China Daily

Gas pipeline to be ready in 3 years

Demand for clean fuel set to increase and may outstrip domestic output

- By ZHENG XIN zhengxin@chinadaily.com.cn

China is expected to complete the China-Russia EastRoute Natural Gas Pipeline by the end of 2020, which will send up to 38 billion cubic meters of gas annually from Russia to China, according to China National Petroleum Corp.

The first phase of the pipeline linking Heihe in Heilongjia­ng province and Changling in Jilin province will be completed by October 2019, with the rest of the domestic pipelines linking Changling to Shanghai completed by the end of 2020, CNPC, the country’s largest oil and gas producer by annual output, said on Wednesday.

Li Li, energy research director at ICIS China, a consulting company providing energy market analysis, said the step will further guarantee China’s energy diversific­ation.
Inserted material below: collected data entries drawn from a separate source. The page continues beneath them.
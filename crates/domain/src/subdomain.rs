use serde::Serialize;
use std::collections::HashSet;
use std::fmt;
use std::sync::Arc;

/// Unordered set of subdomain names.
///
/// Iteration order is unspecified and may differ between runs; nothing
/// downstream of discovery may rely on it.
pub type SubdomainSet = HashSet<SubdomainName>;

/// A lowercase, fully-qualified subdomain name.
///
/// Uses `Arc<str>` so names can be shared between the diff, resolver and
/// dispatcher stages without copying.
#[derive(Debug, Clone, PartialEq, Eq, Hash, PartialOrd, Ord, Serialize)]
#[serde(transparent)]
pub struct SubdomainName(Arc<str>);

impl SubdomainName {
    /// Normalizes a raw name (trim + lowercase). Returns `None` for blank input.
    pub fn new(raw: &str) -> Option<Self> {
        let trimmed = raw.trim();
        if trimmed.is_empty() {
            return None;
        }
        Some(Self(Arc::from(trimmed.to_lowercase())))
    }

    pub fn as_str(&self) -> &str {
        &self.0
    }
}

impl fmt::Display for SubdomainName {
    fn fmt(&self, f: &mut fmt::Formatter<'_>) -> fmt::Result {
        f.write_str(&self.0)
    }
}

impl AsRef<str> for SubdomainName {
    fn as_ref(&self) -> &str {
        &self.0
    }
}

/// Splits a raw provider record into individual names.
///
/// A single certificate entry may carry several SAN names separated by
/// newlines; every whitespace-separated token becomes its own entry.
pub fn split_names(raw: &str) -> impl Iterator<Item = SubdomainName> + '_ {
    raw.split_whitespace().filter_map(SubdomainName::new)
}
“Completion of the natural gas pipeline will massively help ease China’s shortage of natural gas while further diversifyi­ng China’s energy supply,” said Li.

China’s natural gas demand will continue to increase toward 2040, outstrippi­ng domestic output by around 43 percent, according to a recent report released by the Internatio­nal Energy Agency.

China’s annual gas production will more than double to 340 billion cu m by 2040, while consumptio­n is expected to grow even faster, reaching 600 billion cu m, it said.

The natural gas pipeline is the China leg of the RussiaChin­a natural gas pipeline, dubbed “Power of Siberia” that will provide China with natural gas under a 30-year term, with a planned annual capacity of 38 billion cu m.

The 3,371-kilometer China-Russia natural gas pipeline starts in Heihe and ends in Shanghai, passing through Heilongjia­ng, Jilin, the Inner Mongolia autonomous region, Liaoning, Hebei, Tianjin, Shandong, Jiangsu and Shanghai.

Work on the Russian section of the eastroute pipeline began in eastern Siberia in 2014 and in China in 2015.

Han Xiaoping, chief informatio­n officer of China Energy Net Consulting, said the two countries, the world’s second-largest energy consumer and the world’s top energy producer, have always complement­ed each other as producers and exporters.

The pipeline, one of the latest examples of energy cooperatio­n between China and Russia, benefits both countries, he said.

The “Power of Siberia” pipeline is one of the biggest Russia-China projects. The two countries signed a $400 billion 30-year agreement in 2014 to deliver 38 billion cu m of Russian gas to China annually.